最近読んだ本
ここ2,3週間ばかりの間に読み流した本の備忘録です。
太田直子『字幕屋は銀幕の片隅で日本語が変だと叫ぶ』(光文社新書、2007年)
映画は好きでよく観るので、字幕作りの裏舞台をのぞけるのかなと軽い気持ちで手に取った。ところが、意外に(と言うと失礼だが)字幕作りを通した日本語論として的を射ている。映像の速度の応じて字数を切り詰めねばならず意訳したり、文化的・文法的な違いをごまかしたり、放送禁止用語や観客の読解力低下という壁にぶつかったり、次から次へと降りかかる無理難題に工夫を凝らす姿が面白い。さすが字幕屋さんで、文章もリズミカル。クスクス笑いながら一気に読んでしまった。

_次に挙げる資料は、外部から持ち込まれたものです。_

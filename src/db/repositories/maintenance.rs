use chrono::Local;

use crate::{
    client::DbClient,
    db::{
        models::{Message, Stream},
        store::DocumentStore,
    },
    error::Result,
    log_info,
};

const ENABLE_LOGS: bool = true;

pub const SEED_STREAMER: &str = "teststreamer";

impl<S: DocumentStore> DbClient<S> {
    /// Drops every collection and seeds one message and one stream for
    /// [`SEED_STREAMER`]. All existing data is lost.
    pub async fn recreate(&self) -> Result<()> {
        self.store().drop_all().await?;

        let now = Local::now().naive_local();
        self.insert_message(&Message::new(
            SEED_STREAMER,
            "testUser",
            "I am posting a new message",
            now,
        ))
        .await?;
        self.insert_stream(&Stream::new(SEED_STREAMER, now, 9002, 0u64))
            .await?;

        log_info!("Database recreated");
        Ok(())
    }
}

氏家幹人『かたき討ち──復讐の作法』(中公新書、2007年)
“かたき討ち”とひとことで言っても色々なパターンがあったらしいし、事情も人それぞれ。典拠をしっかり踏まえて描き出された憤怒や悲哀は、“武士道”と一括されかねないイメージを崩し、そこが斬新で面白い。
西部邁『核武装論──当たり前の話をしようではないか』(講談社現代新書、2007年)
タイトルは“核武装”論だが、戦略論的な話ではなく、むしろそうした専門家的な議論の陥りやすい陳腐さをあげつらう。核武装という一つの極限状態を糸口とした、西部さんお得意の大衆民主主義批判。
佐藤一郎『新しい中国 古い大国』(文春新書、2007年)
歴史小説好きなら『三国志』はおなじみだろうし、ビジネスマンは沿海部の発展に関心が集中するだろう。しかし、中国は歴史と現代が分かちがたく絡まっており、断片を切り取っても中国は分からない。そうしたスタンスで雑学的に中国の全体像理解を手助けする。だけど、そんなに面白くはなかった。
恩田陸『図書館の海』(新潮文庫、2005年)
短編集。『夜のピクニック』や『六番目の小夜子』など長編小説の番外編的な作品も含まれている。恩田さんのタイプの小説は決して嫌いではないのだが、読みながらのれなかったのがなぜなのか我ながらよくわからん。
白石一文『すぐそばの彼方』(角川文庫、2005年)
次期首相の本命と目される代議士を父に持ち、その秘書を務める主人公。ただし、彼は精神的な不安定を抱えている。政界裏舞台の動きと、彼自身の人生上の転回とが同時進行する。主人公は内向的で、ストーリーにギトギトした黒さも華やかさもない。
佐藤正午『ジャンプ』(光文社文庫、2002年)
突然失踪してしまった恋人を探す男の話。彼女の行方を追いかけて手掛かりを集めることが、同時に彼女の気持ちの微妙な揺れを手探りすることにつながる構図となっており、なかなか読ませる。